On behalf of Jeffrey Rabin of Jeffrey A. Rabin & Associates, Ltd. posted in SSD on Monday, February 20, 2017.

A very important aspect of Social Security disability benefits is payment to family members. As an Aurora disability lawyer, we think that is very important that those applying for disability benefits understand this aspect of benefits. A family member is eligible for a monthly benefit that is up to 50 percent of the worker’s disability payment. There is a limit to the amount of money that can be paid to a family on one Social Security record. The maximum is between 150 and 180 percent of the primary worker’s disability benefit. This applies even if the spouse did not depend on the worker for support. Family benefits are not paid to SSI applicants, although a disabled spouse or child may be independently eligible.

What are “mother’s benefits”?

Furthermore, benefits will be payable to a spouse of any age who cares for a worker’s child under the age of 16, or to a spouse who is disabled and receiving disability benefits. The spouse would receive benefits until the child reaches the age of 16. When the child reaches age 16 benefits continue, but the spouse’s benefits will stop. These are often times called “mother’s benefits” although they are paid to both mothers and fathers.

Who is an eligible child?

An eligible child can be a biological, adopted or a stepchild. A grandchild who is dependent on a grandparent is also eligible. There are some complicated rules for a child of common law marriages and illegitimate children, eligibility here may depend on state laws.

What if the spouse is collected retirement benefits?

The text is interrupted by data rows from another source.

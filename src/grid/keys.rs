//! Key bindings for the grid.
//!
//! ## Browsing
//!
//! - **Rows**: `↑/k`, `↓/j` move the row cursor; `space/enter` expands it
//! - **Columns**: `←/h`, `→/l` move the column focus; `<`/`>` move the
//!   focused column; `s` sorts by it
//! - **Filtering**: `/` searches all columns, `f` shows the filter row, `e`
//!   edits the focused column's filter, `x` clears all filters
//! - **Columns menu**: `c` opens it, `space` shows or hides a column
//! - **Pages**: see [`PaginatorKeyMap`](crate::paginator::PaginatorKeyMap)
//!
//! ## Editing
//!
//! While typing into the search box or a filter input, `enter` accepts,
//! `esc` leaves the input and `tab` switches between the min and max input
//! of a range filter.

use bubbletea_widgets::key::{self, KeyMap};
use crossterm::event::KeyCode;

#[derive(Debug, Clone)]
pub struct GridKeyMap {
    pub cursor_up: key::Binding,
    pub cursor_down: key::Binding,
    pub focus_left: key::Binding,
    pub focus_right: key::Binding,
    /// Expand or collapse the row under the cursor.
    pub toggle_row: key::Binding,
    /// Sort by the focused column.
    pub sort: key::Binding,
    pub search: key::Binding,
    /// Show or hide the filter row.
    pub toggle_filters: key::Binding,
    pub edit_filter: key::Binding,
    pub clear_filters: key::Binding,
    pub column_menu: key::Binding,
    pub move_column_left: key::Binding,
    pub move_column_right: key::Binding,
    pub reload: key::Binding,
    pub accept: key::Binding,
    pub cancel: key::Binding,
    /// Switch between the min and max input of a range filter.
    pub next_field: key::Binding,
}

impl Default for GridKeyMap {
    fn default() -> Self {
        Self {
            cursor_up: key::Binding::new(vec![KeyCode::Up, KeyCode::Char('k')])
                .with_help("↑/k", "up"),
            cursor_down: key::Binding::new(vec![KeyCode::Down, KeyCode::Char('j')])
                .with_help("↓/j", "down"),
            focus_left: key::Binding::new(vec![KeyCode::Left, KeyCode::Char('h')])
                .with_help("←/h", "prev column"),
            focus_right: key::Binding::new(vec![KeyCode::Right, KeyCode::Char('l')])
                .with_help("→/l", "next column"),
            toggle_row: key::Binding::new(vec![KeyCode::Char(' '), KeyCode::Enter])
                .with_help("space", "expand"),
            sort: key::Binding::new(vec![KeyCode::Char('s')]).with_help("s", "sort"),
            search: key::Binding::new(vec![KeyCode::Char('/')]).with_help("/", "search"),
            toggle_filters: key::Binding::new(vec![KeyCode::Char('f')])
                .with_help("f", "filters"),
            edit_filter: key::Binding::new(vec![KeyCode::Char('e')])
                .with_help("e", "edit filter"),
            clear_filters: key::Binding::new(vec![KeyCode::Char('x')])
                .with_help("x", "clear filters"),
            column_menu: key::Binding::new(vec![KeyCode::Char('c')]).with_help("c", "columns"),
            move_column_left: key::new_binding(vec![
                key::with_keys_str(&["<"]),
                key::with_help("<", "move column left"),
            ]),
            move_column_right: key::new_binding(vec![
                key::with_keys_str(&[">"]),
                key::with_help(">", "move column right"),
            ]),
            reload: key::Binding::new(vec![KeyCode::Char('r')]).with_help("r", "reload"),
            accept: key::Binding::new(vec![KeyCode::Enter]).with_help("enter", "apply"),
            cancel: key::Binding::new(vec![KeyCode::Esc]).with_help("esc", "close"),
            next_field: key::Binding::new(vec![KeyCode::Tab]).with_help("tab", "min/max"),
        }
    }
}

impl KeyMap for GridKeyMap {
    fn short_help(&self) -> Vec<&key::Binding> {
        vec![
            &self.cursor_up,
            &self.cursor_down,
            &self.toggle_row,
            &self.sort,
            &self.search,
            &self.column_menu,
        ]
    }

    fn full_help(&self) -> Vec<Vec<&key::Binding>> {
        vec![
            vec![
                &self.cursor_up,
                &self.cursor_down,
                &self.focus_left,
                &self.focus_right,
                &self.toggle_row,
            ],
            vec![
                &self.sort,
                &self.search,
                &self.toggle_filters,
                &self.edit_filter,
                &self.clear_filters,
            ],
            vec![
                &self.column_menu,
                &self.move_column_left,
                &self.move_column_right,
                &self.reload,
            ],
        ]
    }
}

Disability benefits are payable to a spouse age 62 or older unless that person is already collecting a higher benefit under retirement or disability programs of their own. If a spouse is eligible for retirement benefits on his or her own record, the amount that his higher will be paid. There could also be a combination paid. This may seem confusing and an Aurora disability lawyer will be able to provide details for your unique case. An ex-spouse over 62 may qualify if the marriage lasted over 10 years, and there is not eligibility on another record.